**Exercise brief:** Nothing below is to be printed except the lines between the line holding "self.shipping.is_zero()" and the line holding "fn product(id: &str, cents: i64)", inclusive, each exactly as it appears.

[Collection entries]
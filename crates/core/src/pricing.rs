//! Order summary arithmetic shown beside the cart.
//!
//! Shipping is a flat fee waived once the subtotal reaches a threshold, and tax
//! is a fixed rate applied to the subtotal only.

use rust_decimal::Decimal;
use serde::{Deserialize, Serialize};

use crate::types::round_cents;

/// Shipping and tax rules for the order summary.
#[derive(Debug, Clone, Copy, PartialEq, Eq, Serialize, Deserialize)]
pub struct PricingPolicy {
    /// Subtotal at or above which shipping is free.
    pub free_shipping_threshold: Decimal,
    /// Flat shipping fee below the threshold.
    pub shipping_fee: Decimal,
    /// Tax rate applied to the subtotal (0.08 = 8%).
    pub tax_rate: Decimal,
}

impl PricingPolicy {
    /// $75.00 free shipping threshold.
    pub const DEFAULT_FREE_SHIPPING_THRESHOLD: Decimal = Decimal::from_parts(75, 0, 0, false, 0);
    /// $9.99 flat shipping.
    pub const DEFAULT_SHIPPING_FEE: Decimal = Decimal::from_parts(999, 0, 0, false, 2);
    /// 8% estimated tax.
    pub const DEFAULT_TAX_RATE: Decimal = Decimal::from_parts(8, 0, 0, false, 2);

    /// Compute the order summary for a cart subtotal.
    ///
    /// An empty subtotal has nothing to ship, so shipping is zero. Tax is
    /// rounded to cents before it is added, so the displayed lines always sum
    /// to the displayed total. Amounts saturate at [`Decimal::MAX`].
    #[must_use]
    pub fn summarize(&self, subtotal: Decimal) -> CartSummary {
        let qualifies = subtotal >= self.free_shipping_threshold;
        let shipping = if qualifies || subtotal.is_zero() {
            Decimal::ZERO
        } else {
            self.shipping_fee
        };
        let tax = round_cents(subtotal.saturating_mul(self.tax_rate));
        let free_shipping_remaining = if qualifies || subtotal.is_zero() {
            None
        } else {
            Some(self.free_shipping_threshold - subtotal)
        };

        CartSummary {
            subtotal,
            shipping,
            tax,
            total: subtotal.saturating_add(shipping).saturating_add(tax),
            free_shipping_remaining,
        }
    }
}

impl Default for PricingPolicy {
    fn default() -> Self {
        Self {
            free_shipping_threshold: Self::DEFAULT_FREE_SHIPPING_THRESHOLD,
            shipping_fee: Self::DEFAULT_SHIPPING_FEE,
            tax_rate: Self::DEFAULT_TAX_RATE,
        }
    }
}

/// Derived totals for a cart.
#[derive(Debug, Clone, Copy, PartialEq, Eq, Serialize, Deserialize)]
pub struct CartSummary {
    pub subtotal: Decimal,
    pub shipping: Decimal,
    pub tax: Decimal,
    pub total: Decimal,
    /// How much more the customer must spend for free shipping.
    #[serde(default, skip_serializing_if = "Option::is_none")]
    pub free_shipping_remaining: Option<Decimal>,
}

impl CartSummary {
    #[must_use]
    pub fn ships_free(&self) -> bool {
        self.shipping.is_zero()
    }
}
#[cfg(test)]
#[allow(clippy::unwrap_used, clippy::indexing_slicing)]
mod tests {
    use tjs_core::LineKind;

    use super::*;
    use crate::cart::storage::{decode, encode};

    fn dec(cents: i64) -> Decimal {
        Decimal::new(cents, 2)
    }

    fn product(id: &str, cents: i64) -> NewCartItem {
        NewCartItem::new(id, LineKind::Product, format!("Product {id}"), dec(cents))
    }

    fn store_with(storage: &Arc<MemoryCartStorage>) -> CartStore {
        CartStore::open(Arc::clone(storage) as Arc<dyn CartStorage>)
    }

    #[test]
    fn test_open_without_saved_cart_is_empty() {
        let store = CartStore::in_memory();
        assert!(store.is_empty());
        assert_eq!(store.item_count(), 0);
        assert_eq!(store.subtotal(), Decimal::ZERO);
    }

    #[test]
    fn test_open_with_corrupt_payload_starts_empty() {
        let storage = Arc::new(MemoryCartStorage::with_payload("{\"version\":0,"));
        let store = store_with(&storage);
        assert!(store.is_empty());
    }

    #[test]
    fn test_open_with_unknown_version_starts_empty() {
        let storage = Arc::new(MemoryCartStorage::with_payload(
            r#"{"version":3,"state":{"items":[]}}"#,
        ));
        assert!(store_with(&storage).is_empty());
    }

    #[test]
    fn test_every_effective_mutation_is_saved() {
        let storage = Arc::new(MemoryCartStorage::new());
        let store = store_with(&storage);

        store.add_item(product("p1", 1000), 2);
        let saved = decode(&storage.payload().unwrap()).unwrap();
        assert_eq!(saved, store.items());

        store.update_quantity(&LineKey::product("p1"), 5);
        let saved = decode(&storage.payload().unwrap()).unwrap();
        assert_eq!(saved[0].quantity(), 5);

        store.clear_cart();
        let saved = decode(&storage.payload().unwrap()).unwrap();
        assert!(saved.is_empty());
    }

    #[test]
    fn test_noop_mutation_does_not_save() {
        let storage = Arc::new(MemoryCartStorage::new());
        let store = store_with(&storage);

        store.remove_item(&LineKey::product("missing"));
        store.update_quantity(&LineKey::product("missing"), 3);
        store.clear_cart();
        assert!(storage.payload().is_none());
    }

    #[test]
    fn test_failed_save_keeps_memory_state() {
        let storage = Arc::new(MemoryCartStorage::new());
        let store = store_with(&storage);
        storage.set_fail_saves(true);

        store.add_item(product("p1", 1000), 1);
        assert_eq!(store.item_count(), 1);
        assert!(storage.payload().is_none());

        storage.set_fail_saves(false);
        store.add_item(product("p1", 1000), 1);
        let saved = decode(&storage.payload().unwrap()).unwrap();
        assert_eq!(saved[0].quantity(), 2);
    }

    #[test]
    fn test_restore_into_fresh_store_is_identical() {
        let storage = Arc::new(MemoryCartStorage::new());
        let store = store_with(&storage);
        store.add_item(product("p1", 1000).with_sku("ICE-01"), 3);
        store.add_item(
            NewCartItem::new("p1", LineKind::Bundle, "Knee Kit", dec(5000))
                .with_image_url("/img/knee.png"),
            1,
        );
        store.add_item(product("p2", 250), 4);
        store.remove_item(&LineKey::product("p2"));

        let payload = encode(&store.items()).unwrap();
        let restored = CartStore::open(Arc::new(MemoryCartStorage::with_payload(payload)));

        assert_eq!(restored.items(), store.items());
        assert_eq!(restored.subtotal(), dec(8000));
    }

    #[tokio::test]
    async fn test_subscribers_see_changes() {
        let store = CartStore::in_memory();
        let mut badge = store.subscribe();
        let mut page = store.subscribe();

        store.add_item(product("p1", 1000), 2);

        badge.changed().await.unwrap();
        assert_eq!(badge.borrow_and_update().item_count(), 2);
        page.changed().await.unwrap();
        assert_eq!(page.borrow_and_update().subtotal(), dec(2000));
    }

    #[tokio::test]
    async fn test_noop_does_not_notify() {
        let store = CartStore::in_memory();
        let rx = store.subscribe();

        store.remove_item(&LineKey::product("missing"));
        assert!(!rx.has_changed().unwrap());

        store.add_item(product("p1", 1000), 1);
        assert!(rx.has_changed().unwrap());
    }

    fn writer_store_with(storage: &Arc<MemoryCartStorage>) -> CartStore {
        CartStore::open_with_writer(Arc::clone(storage) as Arc<dyn CartStorage>)
    }

    #[tokio::test]
    async fn test_writer_saves_final_state_after_flush() {
        let storage = Arc::new(MemoryCartStorage::new());
        let store = writer_store_with(&storage);

        store.add_item(product("p1", 1000), 2);
        store.add_item(product("p2", 500), 1);
        store.update_quantity(&LineKey::product("p1"), 5);
        store.remove_item(&LineKey::product("p2"));
        store.flush().await;

        let saved = decode(&storage.payload().unwrap()).unwrap();
        assert_eq!(saved, store.items());
        assert_eq!(saved[0].quantity(), 5);
    }

    #[tokio::test]
    async fn test_writer_restores_saved_cart() {
        let storage = Arc::new(MemoryCartStorage::with_payload(
            encode(&[]).unwrap(),
        ));
        let store = writer_store_with(&storage);
        assert!(store.is_empty());

        store.add_item(product("p1", 1000), 1);
        store.flush().await;
        drop(store);

        let reopened = writer_store_with(&storage);
        assert_eq!(reopened.item_count(), 1);
    }

    #[tokio::test]
    async fn test_writer_failed_save_keeps_memory_state() {
        let storage = Arc::new(MemoryCartStorage::new());
        let store = writer_store_with(&storage);
        storage.set_fail_saves(true);

        store.add_item(product("p1", 1000), 1);
        store.flush().await;
        assert_eq!(store.item_count(), 1);
        assert!(storage.payload().is_none());

        storage.set_fail_saves(false);
        store.add_item(product("p1", 1000), 1);
        store.flush().await;
        let saved = decode(&storage.payload().unwrap()).unwrap();
        assert_eq!(saved[0].quantity(), 2);
    }

    #[tokio::test]
    async fn test_writer_skips_noop_mutations() {
        let storage = Arc::new(MemoryCartStorage::new());
        let store = writer_store_with(&storage);

        store.clear_cart();
        store.remove_item(&LineKey::product("missing"));
        store.flush().await;
        assert!(storage.payload().is_none());
    }

    #[test]
    fn test_inline_flush_returns_immediately() {
        let store = CartStore::in_memory();
        store.add_item(product("p1", 1000), 1);
        tokio::runtime::Builder::new_current_thread()
            .build()
            .unwrap()
            .block_on(store.flush());
        assert_eq!(store.item_count(), 1);
    }

    #[test]
    fn test_summary_uses_policy() {
        let store = CartStore::in_memory();
        store.add_item(product("p1", 1000), 3);
        let summary = store.summary(&PricingPolicy::default());
        assert_eq!(summary.subtotal, dec(3000));
        assert_eq!(summary.shipping, dec(999));
    }

    #[test]
    fn test_debug_reports_counts() {
        let store = CartStore::in_memory();
        store.add_item(product("p1", 1000), 3);
        let debug = format!("{store:?}");
        assert!(debug.contains("item_count: 3"));
    }

    #[test]
    fn test_concurrent_adds_are_not_lost() {
        let store = Arc::new(CartStore::in_memory());
        let handles: Vec<_> = (0..8)
            .map(|_| {
                let store = Arc::clone(&store);
                std::thread::spawn(move || {
                    for _ in 0..50 {
                        store.add_item(product("p1", 100), 1);
                    }
                })
            })
            .collect();
        for handle in handles {
            handle.join().unwrap();
        }
        assert_eq!(store.item_count(), 400);
    }
}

**Your response:**
        self.shipping.is_zero()
    }
}
#[cfg(test)]
#[allow(clippy::unwrap_used, clippy::indexing_slicing)]
mod tests {
    use tjs_core::LineKind;

    use super::*;
    use crate::cart::storage::{decode, encode};

    fn dec(cents: i64) -> Decimal {
        Decimal::new(cents, 2)
    }

    fn product(id: &str, cents: i64) -> NewCartItem {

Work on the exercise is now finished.